Who, or what, is the Governor General?

Way back in the dawn of Canada’s history, when John A. Macdonals was young and full of fire, glory, and dreams of conquest, Canada did not want to stop at making all of North America its own. They did not even want to stop at the world.

No, John A. Macdonald dreamed bigger. He dreamed of a universe where every planet, every moon, and every star flew flags in red and white, where Canada stretched not just from sea to sea to sea but from glittering galaxy to galaxy to galaxy – where the strains of “O Canada” could be heard on distant, non-Euclidean beaches.

Of course, he knew, it would not be easy. Space travel would need to be invented, new troops sent to the conquering army each time the technology improved. And with the limitations of the speed of light, these distant planetary colonies would not be able to receive direct orders from Macdonald (or, later, the Queen).

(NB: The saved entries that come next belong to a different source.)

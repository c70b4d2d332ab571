//! Directive value impls for primitives and identifiers.

use std::borrow::Cow;

use super::{IdentifierValue, KeywordValue, ListItem, ParameterValue, RenderError};
use crate::identifiers::{
    AccountIdentifier, AccountObjectIdentifier, AnyIdentifier, DatabaseObjectIdentifier,
    ObjectIdentifier, SchemaObjectIdentifier, SchemaObjectIdentifierWithArguments,
};

/// A string parameter that is rendered even when empty.
///
/// Plain `String` parameters are skipped when empty; wrap the value when an
/// explicit `''` must reach the server, e.g. to clear a comment.
#[derive(Debug, Clone, Default, PartialEq, Eq, Hash)]
pub struct AllowEmpty(pub String);

impl AllowEmpty {
    /// Wraps a string.
    pub fn new(value: impl Into<String>) -> Self {
        Self(value.into())
    }

    /// The wrapped string.
    #[must_use]
    pub fn as_str(&self) -> &str {
        &self.0
    }
}

impl KeywordValue for bool {
    fn keyword_set(&self) -> bool {
        *self
    }
}

impl<T: KeywordValue> KeywordValue for Option<T> {
    fn keyword_set(&self) -> bool {
        self.as_ref().is_some_and(KeywordValue::keyword_set)
    }

    fn keyword_token(&self) -> Option<Cow<'_, str>> {
        self.as_ref().and_then(KeywordValue::keyword_token)
    }
}

impl ParameterValue for String {
    fn parameter_set(&self) -> bool {
        !self.is_empty()
    }

    fn parameter_value(&self) -> Result<String, RenderError> {
        Ok(self.clone())
    }
}

impl ParameterValue for AllowEmpty {
    fn parameter_set(&self) -> bool {
        true
    }

    fn parameter_value(&self) -> Result<String, RenderError> {
        Ok(self.0.clone())
    }
}

impl ParameterValue for bool {
    fn parameter_set(&self) -> bool {
        true
    }

    fn parameter_value(&self) -> Result<String, RenderError> {
        Ok(self.to_string())
    }
}

macro_rules! integer_parameter {
    ($($ty:ty),+) => {
        $(
            impl ParameterValue for $ty {
                fn parameter_set(&self) -> bool {
                    true
                }

                fn parameter_value(&self) -> Result<String, RenderError> {
                    Ok(self.to_string())
                }
            }
        )+
    };
}

integer_parameter!(i32, i64, u32, u64, usize);

impl ParameterValue for f64 {
    fn parameter_set(&self) -> bool {
        true
    }

    fn parameter_value(&self) -> Result<String, RenderError> {
        if self.is_finite() {
            Ok(self.to_string())
        } else {
            Err(RenderError::InvalidValue(self.to_string()))
        }
    }
}

impl<T: ParameterValue> ParameterValue for Option<T> {
    fn parameter_set(&self) -> bool {
        self.is_some()
    }

    fn parameter_value(&self) -> Result<String, RenderError> {
        match self {
            Some(value) => value.parameter_value(),
            None => Ok(String::new()),
        }
    }
}

impl<T: IdentifierValue> IdentifierValue for Option<T> {
    fn identifier_set(&self) -> bool {
        self.as_ref().is_some_and(IdentifierValue::identifier_set)
    }

    fn qualified_name(&self) -> Result<String, RenderError> {
        match self {
            Some(value) => value.qualified_name(),
            None => Ok(String::new()),
        }
    }
}

impl ListItem for String {
    fn list_item(&self) -> Result<String, RenderError> {
        Ok(self.clone())
    }
}

fn checked_name<T: ObjectIdentifier>(id: &T) -> Result<String, RenderError> {
    let name = id.fully_qualified_name();
    if id.is_valid() {
        Ok(name)
    } else {
        Err(RenderError::InvalidIdentifier(name))
    }
}

macro_rules! identifier_values {
    ($($ty:ty),+ $(,)?) => {
        $(
            impl IdentifierValue for $ty {
                fn qualified_name(&self) -> Result<String, RenderError> {
                    checked_name(self)
                }
            }

            impl ParameterValue for $ty {
                fn parameter_set(&self) -> bool {
                    true
                }

                fn parameter_value(&self) -> Result<String, RenderError> {
                    checked_name(self)
                }
            }

            impl ListItem for $ty {
                fn list_item(&self) -> Result<String, RenderError> {
                    checked_name(self)
                }
            }
        )+
    };
}

identifier_values!(
    AccountObjectIdentifier,
    DatabaseObjectIdentifier,
    SchemaObjectIdentifier,
    SchemaObjectIdentifierWithArguments,
    AccountIdentifier,
    AnyIdentifier,
);

#[cfg(test)]
mod tests {
    use super::*;

    #[test]
    fn test_string_presence() {
        assert!(!String::new().parameter_set());
        assert!("x".to_string().parameter_set());
        assert!(AllowEmpty::default().parameter_set());
        assert!(Some(String::new()).parameter_set());
        assert!(!None::<String>.parameter_set());
    }

    #[test]
    fn test_scalar_values() {
        assert_eq!(true.parameter_value().unwrap(), "true");
        assert_eq!(42_i64.parameter_value().unwrap(), "42");
        assert_eq!(1.5_f64.parameter_value().unwrap(), "1.5");
        assert!(f64::NAN.parameter_value().is_err());
    }

    #[test]
    fn test_identifier_values() {
        let id = DatabaseObjectIdentifier::new("db", "sch");
        assert_eq!(id.qualified_name().unwrap(), r#""db"."sch""#);
        assert_eq!(id.list_item().unwrap(), r#""db"."sch""#);
        assert!(matches!(
            DatabaseObjectIdentifier::new("db", "").qualified_name(),
            Err(RenderError::InvalidIdentifier(_))
        ));
        assert!(!None::<AccountObjectIdentifier>.identifier_set());
    }
}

John A. Macdonald, father of Canada, solved both these problems in one ingenious move. He created a position – the highest honour, highest office held in the Kingdom of Canada, below that of the Queen: the Governor-General. This person, as the title suggests, would hold two roles: that of general of the armies come to conquer the heavens, and that of governor, representing Canada’s sovereign power in these far-flung realms. He enacted as law that with each new wave of astronaut-soldiers sent to make the skies Canadian, at their helm would be a new Governor-General, to command, lead, and relieve their predecessor of the task.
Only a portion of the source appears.